Beginning with the first line below, please restate each line exactly, down to and including the line containing "cannot reach the".

Segment Start: Data to examine

//! Prompt dispatch - the submission flow behind `deskhook send`.
//!
//! One submission runs strictly sequentially: record the action, check
//! readiness (waiting out a busy chat within a bounded budget), deliver,
//! update the tracker from the response. Any outcome that cannot reach the
//! extension falls back to copying the composed prompt to the clipboard so
//! the user's input is never lost.

use crate::clipboard::copy_to_clipboard;
use crate::tracker::{ActionSource, ActionStatus, ActionStore, ActionUpdate, CodeAction, NewAction};
use crate::webhook::{PollOptions, PollOutcome, PollStatus, RequestStatus, SendResult, WebhookClient};
use crate::Result;
use chrono::Utc;
use std::sync::Arc;
use tokio::sync::RwLock;
use tracing::{info, warn};

/// A prompt ready to submit.
#[derive(Debug, Clone)]
pub struct PromptSubmission {
    pub prompt: String,
    pub context: Option<String>,
    pub source: ActionSource,
    pub action_type: String,
    pub image_count: Option<u32>,
}

impl PromptSubmission {
    pub fn new(prompt: impl Into<String>) -> Self {
        Self {
            prompt: prompt.into(),
            context: None,
            source: ActionSource::Manual,
            action_type: "prompt".to_string(),
            image_count: None,
        }
    }

    pub fn with_context(mut self, context: Option<String>) -> Self {
        self.context = context;
        self
    }

    pub fn with_source(mut self, source: ActionSource) -> Self {
        self.source = source;
        self
    }

    pub fn with_action_type(mut self, action_type: impl Into<String>) -> Self {
        self.action_type = action_type.into();
        self
    }

    /// The full text recorded in the tracker and used for the clipboard
    /// fallback.
    pub fn composed_text(&self) -> String {
        match &self.context {
            Some(context) if !context.trim().is_empty() => {
                format!("{}\n\n---\nContext:\n{}", self.prompt, context)
            }
            _ => self.prompt.clone(),
        }
    }
}

/// How a submission ended.
#[derive(Debug)]
pub enum DeliveryOutcome {
    /// The extension accepted the prompt (possibly queued behind other work)
    Delivered {
        action: CodeAction,
        result: SendResult,
    },
    /// Delivery was impossible; the composed prompt is on the clipboard
    CopiedToClipboard {
        action: CodeAction,
        reason: String,
        suggestions: Vec<String>,
    },
    /// Delivery failed AND the clipboard was unavailable
    Lost {
        action: CodeAction,
        reason: String,
        clipboard_error: String,
    },
}

impl DeliveryOutcome {
    pub fn action(&self) -> &CodeAction {
        match self {
            Self::Delivered { action, .. }
            | Self::CopiedToClipboard { action, .. }
            | Self::Lost { action, .. } => action,
        }
    }
}

/// Ties the webhook client, the action tracker and the clipboard fallback
/// together. Collaborators are injected so tests can substitute fakes.
pub struct Dispatcher {
    client: WebhookClient,
    store: Arc<RwLock<ActionStore>>,
}

impl Dispatcher {
    pub fn new(client: WebhookClient, store: Arc<RwLock<ActionStore>>) -> Self {
        Self { client, store }
    }

    pub fn client(&self) -> &WebhookClient {
        &self.client
    }

    pub fn store(&self) -> Arc<RwLock<ActionStore>> {
        self.store.clone()
    }

    /// Run the full submission flow for a new prompt.
    pub async fn send(&self, submission: PromptSubmission) -> Result<DeliveryOutcome> {
        let composed = submission.composed_text();
        let action = {
            let mut store = self.store.write().await;
            store
                .add_action(NewAction {
                    source: submission.source,
                    action_type: submission.action_type.clone(),
                    prompt: composed.clone(),
                    image_count: submission.image_count,
                })
                .await?
        };

        self.deliver(
            action.id.clone(),
            &submission.prompt,
            submission.context.as_deref(),
            &composed,
        )
        .await
    }

    /// Re-send a failed or fallback-copied action. Returns `None` for an
    /// unknown id.
    pub async fn retry(&self, action_id: &str) -> Result<Option<DeliveryOutcome>> {
        let existing = {
            let store = self.store.read().await;
            store.get(action_id).cloned()
        };
        let Some(existing) = existing else {
            return Ok(None);
        };

        let moved = {
            let mut store = self.store.write().await;
            store
                .update_action(action_id, ActionUpdate::status(ActionStatus::Sending))
                .await?
        };
        if !moved {
            warn!("Cannot retry action {} from status {}", action_id, existing.status);
            return Ok(None);
        }

        // The stored prompt is already the composed text
        let outcome = self
            .deliver(action_id.to_string(), &existing.prompt, None, &existing.prompt)
            .await?;
        Ok(Some(outcome))
    }

    async fn deliver(
        &self,
        action_id: String,
        prompt: &str,
        context: Option<&str>,
        composed: &str,
    ) -> Result<DeliveryOutcome> {
        // Readiness gate. Only a busy chat can clear on its own, so only
        // that case is worth waiting out.
        let summary = self.client.check_workspace_ready().await;
        if !summary.connected {
            return self
                .fallback(&action_id, composed, "Extension is not reachable", None, Vec::new())
                .await;
        }
        if !summary.workspace_ready {
            return self
                .fallback(
                    &action_id,
                    composed,
                    "No workspace is open in the editor",
                    None,
                    Vec::new(),
                )
                .await;
        }
        if summary.chat_busy {
            let readiness = self.client.is_ready().await;
            if !readiness.ready {
                info!("Assistant chat is busy; waiting for it to free up");
                if !self.client.wait_until_chat_free().await {
                    return self
                        .fallback(
                            &action_id,
                            composed,
                            "Assistant chat stayed busy",
                            None,
                            Vec::new(),
                        )
                        .await;
                }
            }
        }

        let result = self.client.send_prompt(prompt, context).await;

        if result.success {
            let status = if result.is_queued() {
                ActionStatus::Queued
            } else {
                ActionStatus::SentToVscode
            };
            let update = ActionUpdate {
                status: Some(status),
                request_id: result.request_id.clone(),
                queue_position: result.queue_position,
                completed_at: (status == ActionStatus::SentToVscode).then(Utc::now),
                ..Default::default()
            };
            let mut store = self.store.write().await;
            store.update_action(&action_id, update).await?;
            let action = store.get(&action_id).cloned().expect("action just updated");
            return Ok(DeliveryOutcome::Delivered { action, result });
        }

        let reason = result
            .message
            .clone()
            .or_else(|| result.error.clone())
            .unwrap_or_else(|| "Delivery failed".to_string());
        self.fallback(
            &action_id,
            composed,
            &reason,
            result.error.clone(),
            result.suggestions,
        )
        .await
    }

    /// Copy the composed prompt to the clipboard and settle the action. The
    /// action's error field keeps the structured code when one exists.
    async fn fallback(
        &self,
        action_id: &str,
        composed: &str,
        reason: &str,
        error_code: Option<String>,
        suggestions: Vec<String>,
    ) -> Result<DeliveryOutcome> {
        info!("Falling back to clipboard: {}", reason);
        let recorded_error = error_code.unwrap_or_else(|| reason.to_string());

        match copy_to_clipboard(composed) {
            Ok(()) => {
                let mut store = self.store.write().await;
                store
                    .update_action(
                        action_id,
                        ActionUpdate {
                            status: Some(ActionStatus::CopiedFallback),
                            error: Some(recorded_error),
                            completed_at: Some(Utc::now()),
                            ..Default::default()
                        },
                    )
                    .await?;
                let action = store.get(action_id).cloned().expect("action exists");
                Ok(DeliveryOutcome::CopiedToClipboard {
                    action,
                    reason: reason.to_string(),
                    suggestions,
                })
            }
            Err(e) => {
                warn!("Clipboard fallback failed: {}", e);
                let mut store = self.store.write().await;
                store
                    .update_action(action_id, ActionUpdate::failed(reason.to_string()))
                    .await?;
                let action = store.get(action_id).cloned().expect("action exists");
                Ok(DeliveryOutcome::Lost {
                    action,
                    reason: reason.to_string(),
                    clipboard_error: e.to_string(),
                })
            }
        }
    }

    /// Poll a delivered action's request to completion, mirroring each
    /// observed transition into the tracker. Returns `None` when the action
    /// is unknown or carries no request id.
    pub async fn follow<F>(
        &self,
        action_id: &str,
        options: PollOptions,
        mut on_status: F,
    ) -> Result<Option<PollOutcome>>
    where
        F: FnMut(RequestStatus),
    {
        let request_id = {
            let store = self.store.read().await;
            store.get(action_id).and_then(|a| a.request_id.clone())
        };
        let Some(request_id) = request_id else {
            return Ok(None);
        };

        let mut last_observed: Option<RequestStatus> = None;
        let outcome = self
            .client
            .poll_for_completion(&request_id, options, |status| {
                last_observed = Some(status);
                on_status(status);
            })
            .await;

        let update = match outcome.status {
            PollStatus::Completed => Some(ActionUpdate {
                status: Some(ActionStatus::SentToVscode),
                completed_at: Some(Utc::now()),
                ..Default::default()
            }),
            PollStatus::Failed => Some(ActionUpdate::failed(
                outcome
                    .error
                    .clone()
                    .unwrap_or_else(|| "Request failed".to_string()),
            )),
            PollStatus::NotFound => Some(ActionUpdate::failed(
                outcome
                    .error
                    .clone()
                    .unwrap_or_else(|| "Request not found".to_string()),
            )),
            PollStatus::Timeout => match last_observed {
                Some(RequestStatus::Processing) => {
                    Some(ActionUpdate::status(ActionStatus::Processing))
                }
                _ => None,
            },
        };

        if let Some(update) = update {
            let mut store = self.store.write().await;
            store.update_action(action_id, update).await?;
        }

        Ok(Some(outcome))
    }
}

Segment End: Data to examine

◆ **Solution**:
//! Prompt dispatch - the submission flow behind `deskhook send`.
//!
//! One submission runs strictly sequentially: record the action, check
//! readiness (waiting out a busy chat within a bounded budget), deliver,
//! update the tracker from the response. Any outcome that cannot reach the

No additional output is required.